* Your instructions *
Transcribe only the lines between the first line of the records and the line containing "fixed.supported_codes()", inclusive, exactly as written.

[Stored items]
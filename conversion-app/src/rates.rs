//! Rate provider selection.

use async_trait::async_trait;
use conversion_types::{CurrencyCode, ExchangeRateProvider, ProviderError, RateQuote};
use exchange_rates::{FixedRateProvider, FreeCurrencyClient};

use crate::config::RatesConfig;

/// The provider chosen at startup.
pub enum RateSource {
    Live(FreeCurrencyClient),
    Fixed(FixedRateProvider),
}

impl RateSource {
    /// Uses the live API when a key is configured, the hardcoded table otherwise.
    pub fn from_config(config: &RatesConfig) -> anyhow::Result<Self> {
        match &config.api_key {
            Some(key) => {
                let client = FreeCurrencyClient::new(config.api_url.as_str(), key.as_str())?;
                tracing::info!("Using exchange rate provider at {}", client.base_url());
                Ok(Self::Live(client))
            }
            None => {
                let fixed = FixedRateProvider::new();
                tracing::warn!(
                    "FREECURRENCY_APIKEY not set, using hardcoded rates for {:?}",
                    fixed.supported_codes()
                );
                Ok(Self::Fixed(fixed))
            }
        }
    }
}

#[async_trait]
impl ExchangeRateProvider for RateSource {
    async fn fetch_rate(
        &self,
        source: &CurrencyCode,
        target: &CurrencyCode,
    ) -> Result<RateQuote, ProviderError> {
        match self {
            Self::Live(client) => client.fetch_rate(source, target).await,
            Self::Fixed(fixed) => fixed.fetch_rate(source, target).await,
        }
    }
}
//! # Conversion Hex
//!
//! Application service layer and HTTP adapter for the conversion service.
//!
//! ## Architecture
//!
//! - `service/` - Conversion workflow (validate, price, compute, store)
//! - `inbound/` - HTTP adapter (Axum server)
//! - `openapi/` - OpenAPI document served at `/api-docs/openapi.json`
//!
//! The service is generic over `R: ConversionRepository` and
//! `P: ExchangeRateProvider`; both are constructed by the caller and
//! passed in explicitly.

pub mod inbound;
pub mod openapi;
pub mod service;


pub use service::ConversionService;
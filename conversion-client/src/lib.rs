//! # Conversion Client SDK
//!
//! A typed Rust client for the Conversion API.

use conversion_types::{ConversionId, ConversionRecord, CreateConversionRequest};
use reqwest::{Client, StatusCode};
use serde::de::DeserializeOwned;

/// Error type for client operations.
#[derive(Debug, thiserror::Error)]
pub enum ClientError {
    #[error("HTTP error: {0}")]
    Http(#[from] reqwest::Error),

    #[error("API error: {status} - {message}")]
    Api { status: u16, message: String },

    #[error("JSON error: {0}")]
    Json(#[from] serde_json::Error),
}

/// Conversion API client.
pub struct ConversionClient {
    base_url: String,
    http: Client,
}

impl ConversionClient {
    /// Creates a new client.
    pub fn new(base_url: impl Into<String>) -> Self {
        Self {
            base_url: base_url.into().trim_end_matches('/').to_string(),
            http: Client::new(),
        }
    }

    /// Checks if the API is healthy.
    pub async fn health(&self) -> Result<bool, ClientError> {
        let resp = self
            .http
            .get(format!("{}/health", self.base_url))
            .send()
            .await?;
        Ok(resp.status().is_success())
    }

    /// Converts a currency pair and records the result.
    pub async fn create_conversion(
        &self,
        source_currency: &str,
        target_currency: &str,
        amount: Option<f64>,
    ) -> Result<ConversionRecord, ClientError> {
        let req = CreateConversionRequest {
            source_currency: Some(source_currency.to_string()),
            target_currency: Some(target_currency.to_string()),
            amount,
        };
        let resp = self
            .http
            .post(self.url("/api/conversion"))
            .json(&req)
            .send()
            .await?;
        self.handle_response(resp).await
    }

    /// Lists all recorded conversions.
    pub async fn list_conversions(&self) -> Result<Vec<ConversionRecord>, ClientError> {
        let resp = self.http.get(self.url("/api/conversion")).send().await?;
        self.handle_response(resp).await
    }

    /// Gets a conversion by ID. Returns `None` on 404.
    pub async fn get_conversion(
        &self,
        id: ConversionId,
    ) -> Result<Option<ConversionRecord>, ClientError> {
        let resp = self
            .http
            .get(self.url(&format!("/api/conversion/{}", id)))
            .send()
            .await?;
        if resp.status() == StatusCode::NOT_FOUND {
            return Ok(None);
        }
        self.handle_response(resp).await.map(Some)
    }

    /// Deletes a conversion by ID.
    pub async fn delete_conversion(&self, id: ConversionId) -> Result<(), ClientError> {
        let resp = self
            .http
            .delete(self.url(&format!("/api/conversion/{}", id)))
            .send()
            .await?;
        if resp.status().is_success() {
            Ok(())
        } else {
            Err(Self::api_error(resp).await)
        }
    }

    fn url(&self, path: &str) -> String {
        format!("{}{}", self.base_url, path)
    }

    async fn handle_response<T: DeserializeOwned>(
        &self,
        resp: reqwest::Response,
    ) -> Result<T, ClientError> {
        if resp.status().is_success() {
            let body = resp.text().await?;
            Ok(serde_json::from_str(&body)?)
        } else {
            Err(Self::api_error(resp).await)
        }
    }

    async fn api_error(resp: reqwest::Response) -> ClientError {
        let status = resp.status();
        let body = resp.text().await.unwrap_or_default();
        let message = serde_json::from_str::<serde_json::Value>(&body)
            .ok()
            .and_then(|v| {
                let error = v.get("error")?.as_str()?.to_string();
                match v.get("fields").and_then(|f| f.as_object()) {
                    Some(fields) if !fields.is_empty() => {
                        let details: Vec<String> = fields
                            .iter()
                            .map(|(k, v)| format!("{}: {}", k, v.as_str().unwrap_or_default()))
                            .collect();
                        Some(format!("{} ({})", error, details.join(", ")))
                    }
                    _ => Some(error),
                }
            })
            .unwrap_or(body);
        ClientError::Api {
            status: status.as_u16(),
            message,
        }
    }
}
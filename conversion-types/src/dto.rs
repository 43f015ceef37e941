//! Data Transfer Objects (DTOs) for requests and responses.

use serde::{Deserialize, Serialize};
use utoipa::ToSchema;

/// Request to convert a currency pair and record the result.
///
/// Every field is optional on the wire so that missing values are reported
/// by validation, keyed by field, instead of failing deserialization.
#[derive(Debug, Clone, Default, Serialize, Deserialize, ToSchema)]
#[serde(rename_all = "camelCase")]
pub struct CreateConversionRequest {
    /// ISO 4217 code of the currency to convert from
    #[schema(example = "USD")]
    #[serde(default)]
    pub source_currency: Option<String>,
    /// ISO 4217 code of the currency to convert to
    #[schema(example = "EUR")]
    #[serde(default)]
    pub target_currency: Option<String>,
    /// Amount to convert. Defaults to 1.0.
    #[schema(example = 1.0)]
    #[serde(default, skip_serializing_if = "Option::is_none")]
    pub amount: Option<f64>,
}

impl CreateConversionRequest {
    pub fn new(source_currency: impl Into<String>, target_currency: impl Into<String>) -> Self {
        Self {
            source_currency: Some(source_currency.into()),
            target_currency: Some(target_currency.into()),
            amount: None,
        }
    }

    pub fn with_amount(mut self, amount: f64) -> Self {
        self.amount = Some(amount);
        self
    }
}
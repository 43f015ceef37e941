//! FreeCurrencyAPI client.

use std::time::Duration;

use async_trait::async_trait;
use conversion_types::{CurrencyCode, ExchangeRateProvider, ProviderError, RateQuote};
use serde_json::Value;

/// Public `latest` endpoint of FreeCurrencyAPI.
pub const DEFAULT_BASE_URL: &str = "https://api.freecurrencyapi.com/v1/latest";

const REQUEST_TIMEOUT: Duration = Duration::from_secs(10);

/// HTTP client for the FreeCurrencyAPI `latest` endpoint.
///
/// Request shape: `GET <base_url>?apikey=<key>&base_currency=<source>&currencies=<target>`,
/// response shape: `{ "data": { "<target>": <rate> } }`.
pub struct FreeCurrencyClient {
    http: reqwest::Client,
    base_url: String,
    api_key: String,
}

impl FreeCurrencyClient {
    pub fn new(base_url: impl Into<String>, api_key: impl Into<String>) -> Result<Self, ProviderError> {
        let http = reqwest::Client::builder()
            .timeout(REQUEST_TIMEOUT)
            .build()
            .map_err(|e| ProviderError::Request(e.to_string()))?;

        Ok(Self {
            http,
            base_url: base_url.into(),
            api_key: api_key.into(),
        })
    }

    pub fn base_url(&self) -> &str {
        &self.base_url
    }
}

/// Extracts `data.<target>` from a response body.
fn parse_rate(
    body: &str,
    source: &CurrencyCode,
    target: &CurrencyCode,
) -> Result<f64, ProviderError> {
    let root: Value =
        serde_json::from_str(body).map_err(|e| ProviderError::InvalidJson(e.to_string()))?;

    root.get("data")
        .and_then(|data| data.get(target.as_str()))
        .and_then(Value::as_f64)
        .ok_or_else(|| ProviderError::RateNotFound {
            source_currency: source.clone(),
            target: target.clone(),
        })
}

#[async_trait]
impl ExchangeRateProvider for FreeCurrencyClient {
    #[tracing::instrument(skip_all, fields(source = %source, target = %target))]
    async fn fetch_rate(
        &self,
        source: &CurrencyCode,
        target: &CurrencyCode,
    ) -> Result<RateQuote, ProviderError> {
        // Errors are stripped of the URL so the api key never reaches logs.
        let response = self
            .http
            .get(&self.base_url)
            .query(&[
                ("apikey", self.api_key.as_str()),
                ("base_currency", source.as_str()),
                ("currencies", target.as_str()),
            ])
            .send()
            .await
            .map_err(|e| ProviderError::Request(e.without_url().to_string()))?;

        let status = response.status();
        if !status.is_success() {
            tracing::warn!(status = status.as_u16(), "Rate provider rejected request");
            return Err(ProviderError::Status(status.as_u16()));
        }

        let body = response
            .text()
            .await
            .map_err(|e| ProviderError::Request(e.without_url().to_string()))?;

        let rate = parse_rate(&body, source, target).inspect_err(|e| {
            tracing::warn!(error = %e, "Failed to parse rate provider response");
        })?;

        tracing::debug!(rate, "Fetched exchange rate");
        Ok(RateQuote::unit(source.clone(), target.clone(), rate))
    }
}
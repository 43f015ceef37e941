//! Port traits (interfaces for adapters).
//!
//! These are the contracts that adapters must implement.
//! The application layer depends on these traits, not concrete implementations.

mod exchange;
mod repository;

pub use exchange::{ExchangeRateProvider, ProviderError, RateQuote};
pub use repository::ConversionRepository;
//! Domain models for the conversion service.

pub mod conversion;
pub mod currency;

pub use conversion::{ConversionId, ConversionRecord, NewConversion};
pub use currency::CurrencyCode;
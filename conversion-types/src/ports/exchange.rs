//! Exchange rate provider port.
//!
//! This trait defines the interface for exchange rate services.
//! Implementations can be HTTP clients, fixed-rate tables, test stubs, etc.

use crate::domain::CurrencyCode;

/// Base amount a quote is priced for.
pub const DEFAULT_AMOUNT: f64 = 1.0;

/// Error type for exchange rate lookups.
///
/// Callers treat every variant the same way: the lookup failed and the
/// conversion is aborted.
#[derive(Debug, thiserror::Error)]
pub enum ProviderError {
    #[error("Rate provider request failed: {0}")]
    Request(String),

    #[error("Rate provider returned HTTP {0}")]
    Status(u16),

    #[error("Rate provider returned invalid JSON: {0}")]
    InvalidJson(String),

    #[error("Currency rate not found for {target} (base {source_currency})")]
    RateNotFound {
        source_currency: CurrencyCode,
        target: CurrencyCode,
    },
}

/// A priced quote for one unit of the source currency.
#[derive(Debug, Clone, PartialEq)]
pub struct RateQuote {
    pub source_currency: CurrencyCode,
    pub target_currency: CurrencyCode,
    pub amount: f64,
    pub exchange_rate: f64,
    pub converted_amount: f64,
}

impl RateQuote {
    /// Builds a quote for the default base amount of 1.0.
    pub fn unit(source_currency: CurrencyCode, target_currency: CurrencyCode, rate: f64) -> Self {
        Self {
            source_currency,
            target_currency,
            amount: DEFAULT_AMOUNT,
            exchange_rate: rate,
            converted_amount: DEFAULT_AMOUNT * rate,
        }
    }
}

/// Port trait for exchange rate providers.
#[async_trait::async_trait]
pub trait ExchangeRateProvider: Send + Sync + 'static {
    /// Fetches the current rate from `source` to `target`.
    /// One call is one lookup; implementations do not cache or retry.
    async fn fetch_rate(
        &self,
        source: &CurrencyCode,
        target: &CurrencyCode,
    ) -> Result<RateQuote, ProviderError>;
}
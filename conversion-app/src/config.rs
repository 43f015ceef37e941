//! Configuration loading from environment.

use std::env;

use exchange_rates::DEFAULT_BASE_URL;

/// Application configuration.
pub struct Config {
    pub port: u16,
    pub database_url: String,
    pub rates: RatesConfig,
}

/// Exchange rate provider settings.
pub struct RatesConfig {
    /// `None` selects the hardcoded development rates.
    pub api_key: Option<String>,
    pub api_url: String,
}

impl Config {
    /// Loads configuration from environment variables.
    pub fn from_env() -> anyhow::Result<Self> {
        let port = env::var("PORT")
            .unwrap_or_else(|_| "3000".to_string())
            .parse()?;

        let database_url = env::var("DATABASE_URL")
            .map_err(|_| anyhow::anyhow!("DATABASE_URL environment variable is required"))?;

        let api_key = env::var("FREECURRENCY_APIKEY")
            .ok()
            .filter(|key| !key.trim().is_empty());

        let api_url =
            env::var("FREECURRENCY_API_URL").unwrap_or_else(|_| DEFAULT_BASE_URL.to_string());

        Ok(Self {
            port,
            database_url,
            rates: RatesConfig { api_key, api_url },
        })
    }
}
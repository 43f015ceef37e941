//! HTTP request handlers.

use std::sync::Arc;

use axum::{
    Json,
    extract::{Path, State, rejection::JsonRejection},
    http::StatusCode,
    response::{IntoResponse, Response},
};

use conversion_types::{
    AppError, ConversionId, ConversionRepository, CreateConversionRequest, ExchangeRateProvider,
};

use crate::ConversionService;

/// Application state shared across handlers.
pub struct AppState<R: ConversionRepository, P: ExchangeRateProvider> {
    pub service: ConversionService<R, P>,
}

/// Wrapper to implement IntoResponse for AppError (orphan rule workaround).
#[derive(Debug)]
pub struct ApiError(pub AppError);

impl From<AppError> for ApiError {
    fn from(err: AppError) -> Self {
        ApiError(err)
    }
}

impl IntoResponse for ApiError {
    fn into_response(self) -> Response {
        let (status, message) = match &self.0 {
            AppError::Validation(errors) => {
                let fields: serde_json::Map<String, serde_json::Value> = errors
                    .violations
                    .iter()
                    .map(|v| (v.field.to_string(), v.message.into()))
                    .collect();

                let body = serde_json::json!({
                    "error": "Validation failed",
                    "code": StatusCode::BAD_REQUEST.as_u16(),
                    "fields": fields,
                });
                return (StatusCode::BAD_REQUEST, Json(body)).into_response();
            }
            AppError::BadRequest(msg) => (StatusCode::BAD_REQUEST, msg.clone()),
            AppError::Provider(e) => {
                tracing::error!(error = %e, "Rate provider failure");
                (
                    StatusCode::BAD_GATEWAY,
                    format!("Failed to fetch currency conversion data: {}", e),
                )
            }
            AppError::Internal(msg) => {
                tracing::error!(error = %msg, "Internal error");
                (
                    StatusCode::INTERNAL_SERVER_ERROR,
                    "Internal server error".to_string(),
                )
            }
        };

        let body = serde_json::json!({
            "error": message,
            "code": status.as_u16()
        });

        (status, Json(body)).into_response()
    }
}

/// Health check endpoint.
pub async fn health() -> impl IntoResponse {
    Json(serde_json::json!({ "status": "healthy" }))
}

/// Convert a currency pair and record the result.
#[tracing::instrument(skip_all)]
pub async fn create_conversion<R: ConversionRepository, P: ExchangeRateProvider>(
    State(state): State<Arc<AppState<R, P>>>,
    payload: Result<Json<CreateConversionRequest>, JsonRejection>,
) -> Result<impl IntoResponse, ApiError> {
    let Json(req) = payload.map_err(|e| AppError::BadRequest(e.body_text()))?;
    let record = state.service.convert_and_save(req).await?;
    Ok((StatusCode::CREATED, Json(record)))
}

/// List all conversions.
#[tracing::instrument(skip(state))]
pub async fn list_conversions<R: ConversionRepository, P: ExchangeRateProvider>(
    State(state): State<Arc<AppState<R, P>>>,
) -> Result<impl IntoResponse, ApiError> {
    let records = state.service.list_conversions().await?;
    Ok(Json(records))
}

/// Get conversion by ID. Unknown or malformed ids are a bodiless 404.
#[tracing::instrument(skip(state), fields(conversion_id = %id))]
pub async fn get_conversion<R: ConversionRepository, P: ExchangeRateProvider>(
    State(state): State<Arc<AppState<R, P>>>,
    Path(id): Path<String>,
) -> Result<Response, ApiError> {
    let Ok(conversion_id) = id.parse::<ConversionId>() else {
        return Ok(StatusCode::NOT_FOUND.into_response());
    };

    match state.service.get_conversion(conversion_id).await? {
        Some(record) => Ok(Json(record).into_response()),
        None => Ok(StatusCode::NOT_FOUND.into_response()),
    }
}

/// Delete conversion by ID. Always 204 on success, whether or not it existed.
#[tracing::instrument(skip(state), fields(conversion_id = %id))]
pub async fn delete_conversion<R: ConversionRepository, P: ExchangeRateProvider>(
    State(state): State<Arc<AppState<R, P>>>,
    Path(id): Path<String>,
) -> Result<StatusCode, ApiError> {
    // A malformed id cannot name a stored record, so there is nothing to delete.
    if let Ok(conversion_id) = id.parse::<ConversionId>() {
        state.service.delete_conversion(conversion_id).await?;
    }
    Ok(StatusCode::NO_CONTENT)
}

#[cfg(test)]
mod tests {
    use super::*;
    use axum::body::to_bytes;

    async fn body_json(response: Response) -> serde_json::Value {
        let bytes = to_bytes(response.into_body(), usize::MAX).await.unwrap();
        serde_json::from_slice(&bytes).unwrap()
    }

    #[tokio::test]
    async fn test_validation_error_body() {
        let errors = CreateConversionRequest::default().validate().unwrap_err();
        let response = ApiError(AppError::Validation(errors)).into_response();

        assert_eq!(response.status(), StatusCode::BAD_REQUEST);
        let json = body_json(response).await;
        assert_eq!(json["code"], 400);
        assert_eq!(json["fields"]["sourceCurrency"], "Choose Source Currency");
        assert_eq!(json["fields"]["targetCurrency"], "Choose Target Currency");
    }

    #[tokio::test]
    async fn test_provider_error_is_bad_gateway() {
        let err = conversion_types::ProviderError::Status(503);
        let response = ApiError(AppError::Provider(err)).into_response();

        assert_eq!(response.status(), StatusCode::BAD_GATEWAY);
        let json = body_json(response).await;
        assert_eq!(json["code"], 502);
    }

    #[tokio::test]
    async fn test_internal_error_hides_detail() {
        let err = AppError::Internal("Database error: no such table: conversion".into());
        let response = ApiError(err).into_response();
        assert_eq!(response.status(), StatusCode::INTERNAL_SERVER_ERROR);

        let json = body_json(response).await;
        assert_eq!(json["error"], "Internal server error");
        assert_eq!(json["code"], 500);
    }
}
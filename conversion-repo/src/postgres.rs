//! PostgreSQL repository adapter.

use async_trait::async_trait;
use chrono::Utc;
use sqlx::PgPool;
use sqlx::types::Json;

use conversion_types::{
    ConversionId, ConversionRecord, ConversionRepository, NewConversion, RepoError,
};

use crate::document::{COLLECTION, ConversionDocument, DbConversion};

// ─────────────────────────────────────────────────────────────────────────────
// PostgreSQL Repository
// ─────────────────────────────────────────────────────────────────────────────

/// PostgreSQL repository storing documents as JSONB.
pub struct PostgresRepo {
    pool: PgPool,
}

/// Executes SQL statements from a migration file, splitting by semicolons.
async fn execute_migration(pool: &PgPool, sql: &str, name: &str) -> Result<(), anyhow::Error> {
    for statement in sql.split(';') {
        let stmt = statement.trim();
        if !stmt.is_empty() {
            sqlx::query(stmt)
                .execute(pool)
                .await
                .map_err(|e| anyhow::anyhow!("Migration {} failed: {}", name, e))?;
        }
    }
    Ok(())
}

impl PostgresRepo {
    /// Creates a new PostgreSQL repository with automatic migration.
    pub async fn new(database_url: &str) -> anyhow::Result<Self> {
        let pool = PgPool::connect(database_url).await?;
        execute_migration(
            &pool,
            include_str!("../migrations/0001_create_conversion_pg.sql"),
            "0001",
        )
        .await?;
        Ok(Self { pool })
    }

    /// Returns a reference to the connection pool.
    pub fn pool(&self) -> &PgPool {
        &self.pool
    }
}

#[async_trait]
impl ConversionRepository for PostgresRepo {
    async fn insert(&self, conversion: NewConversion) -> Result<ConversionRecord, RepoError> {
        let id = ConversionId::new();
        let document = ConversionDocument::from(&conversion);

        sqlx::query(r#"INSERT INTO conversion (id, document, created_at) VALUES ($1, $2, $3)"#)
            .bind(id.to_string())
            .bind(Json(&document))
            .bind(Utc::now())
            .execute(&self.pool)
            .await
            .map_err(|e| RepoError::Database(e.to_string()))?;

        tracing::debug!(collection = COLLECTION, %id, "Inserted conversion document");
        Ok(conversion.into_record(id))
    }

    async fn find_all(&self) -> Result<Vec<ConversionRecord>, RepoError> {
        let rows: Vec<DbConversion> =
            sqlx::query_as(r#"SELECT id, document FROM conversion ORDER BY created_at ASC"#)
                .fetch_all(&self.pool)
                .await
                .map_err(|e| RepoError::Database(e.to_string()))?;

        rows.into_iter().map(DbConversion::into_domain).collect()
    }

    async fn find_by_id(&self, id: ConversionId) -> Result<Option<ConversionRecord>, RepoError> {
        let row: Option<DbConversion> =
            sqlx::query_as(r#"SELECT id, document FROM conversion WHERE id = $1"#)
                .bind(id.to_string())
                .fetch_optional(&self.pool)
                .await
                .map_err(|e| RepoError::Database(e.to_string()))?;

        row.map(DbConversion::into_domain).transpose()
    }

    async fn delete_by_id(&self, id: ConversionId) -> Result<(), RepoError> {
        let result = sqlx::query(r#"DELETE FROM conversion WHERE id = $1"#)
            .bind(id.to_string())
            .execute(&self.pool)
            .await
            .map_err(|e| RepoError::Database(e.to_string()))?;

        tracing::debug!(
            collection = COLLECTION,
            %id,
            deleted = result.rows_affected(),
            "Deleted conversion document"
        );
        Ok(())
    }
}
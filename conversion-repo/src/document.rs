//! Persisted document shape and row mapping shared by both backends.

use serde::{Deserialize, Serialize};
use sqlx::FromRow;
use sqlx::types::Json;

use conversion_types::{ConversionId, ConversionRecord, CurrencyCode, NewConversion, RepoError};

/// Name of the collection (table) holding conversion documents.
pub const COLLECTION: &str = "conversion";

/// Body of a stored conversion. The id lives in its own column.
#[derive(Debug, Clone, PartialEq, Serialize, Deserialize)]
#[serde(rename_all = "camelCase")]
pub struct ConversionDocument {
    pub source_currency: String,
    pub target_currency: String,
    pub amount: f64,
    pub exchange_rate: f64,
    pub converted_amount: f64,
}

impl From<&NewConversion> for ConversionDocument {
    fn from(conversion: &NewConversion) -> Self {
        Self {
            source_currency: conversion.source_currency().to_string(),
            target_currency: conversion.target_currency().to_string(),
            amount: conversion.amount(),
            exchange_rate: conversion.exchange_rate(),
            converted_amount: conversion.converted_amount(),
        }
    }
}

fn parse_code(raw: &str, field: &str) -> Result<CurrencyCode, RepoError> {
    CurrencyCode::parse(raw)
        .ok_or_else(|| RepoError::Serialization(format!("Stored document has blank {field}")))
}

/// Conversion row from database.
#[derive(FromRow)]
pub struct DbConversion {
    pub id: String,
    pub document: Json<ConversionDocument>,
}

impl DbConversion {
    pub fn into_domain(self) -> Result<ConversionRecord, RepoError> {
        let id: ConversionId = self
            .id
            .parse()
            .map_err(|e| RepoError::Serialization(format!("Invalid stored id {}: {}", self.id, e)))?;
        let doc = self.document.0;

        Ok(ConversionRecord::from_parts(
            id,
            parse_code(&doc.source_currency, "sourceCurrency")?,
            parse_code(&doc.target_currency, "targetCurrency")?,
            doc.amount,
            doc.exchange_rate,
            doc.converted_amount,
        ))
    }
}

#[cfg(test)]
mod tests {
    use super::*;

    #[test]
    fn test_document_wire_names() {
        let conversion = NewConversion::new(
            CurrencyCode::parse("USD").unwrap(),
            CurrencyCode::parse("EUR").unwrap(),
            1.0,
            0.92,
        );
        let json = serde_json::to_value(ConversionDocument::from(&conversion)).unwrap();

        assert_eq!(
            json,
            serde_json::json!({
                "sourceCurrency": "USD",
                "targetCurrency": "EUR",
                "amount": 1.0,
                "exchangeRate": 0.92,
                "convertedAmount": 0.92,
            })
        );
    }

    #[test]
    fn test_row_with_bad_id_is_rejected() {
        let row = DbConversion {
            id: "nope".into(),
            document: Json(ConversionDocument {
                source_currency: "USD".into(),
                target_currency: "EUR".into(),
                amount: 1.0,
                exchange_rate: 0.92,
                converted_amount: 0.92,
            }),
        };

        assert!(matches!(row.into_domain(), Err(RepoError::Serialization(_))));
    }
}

* Task answer *
filename conversion-app/src/rates.rs
//! Rate provider selection.

use async_trait::async_trait;
use conversion_types::{CurrencyCode, ExchangeRateProvider, ProviderError, RateQuote};
use exchange_rates::{FixedRateProvider, FreeCurrencyClient};

use crate::config::RatesConfig;

/// The provider chosen at startup.
pub enum RateSource {
    Live(FreeCurrencyClient),
    Fixed(FixedRateProvider),
}

impl RateSource {
    /// Uses the live API when a key is configured, the hardcoded table otherwise.
    pub fn from_config(config: &RatesConfig) -> anyhow::Result<Self> {
        match &config.api_key {
            Some(key) => {
                let client = FreeCurrencyClient::new(config.api_url.as_str(), key.as_str())?;
                tracing::info!("Using exchange rate provider at {}", client.base_url());
                Ok(Self::Live(client))
            }
            None => {
                let fixed = FixedRateProvider::new();
                tracing::warn!(
                    "FREECURRENCY_APIKEY not set, using hardcoded rates for {:?}",
                    fixed.supported_codes()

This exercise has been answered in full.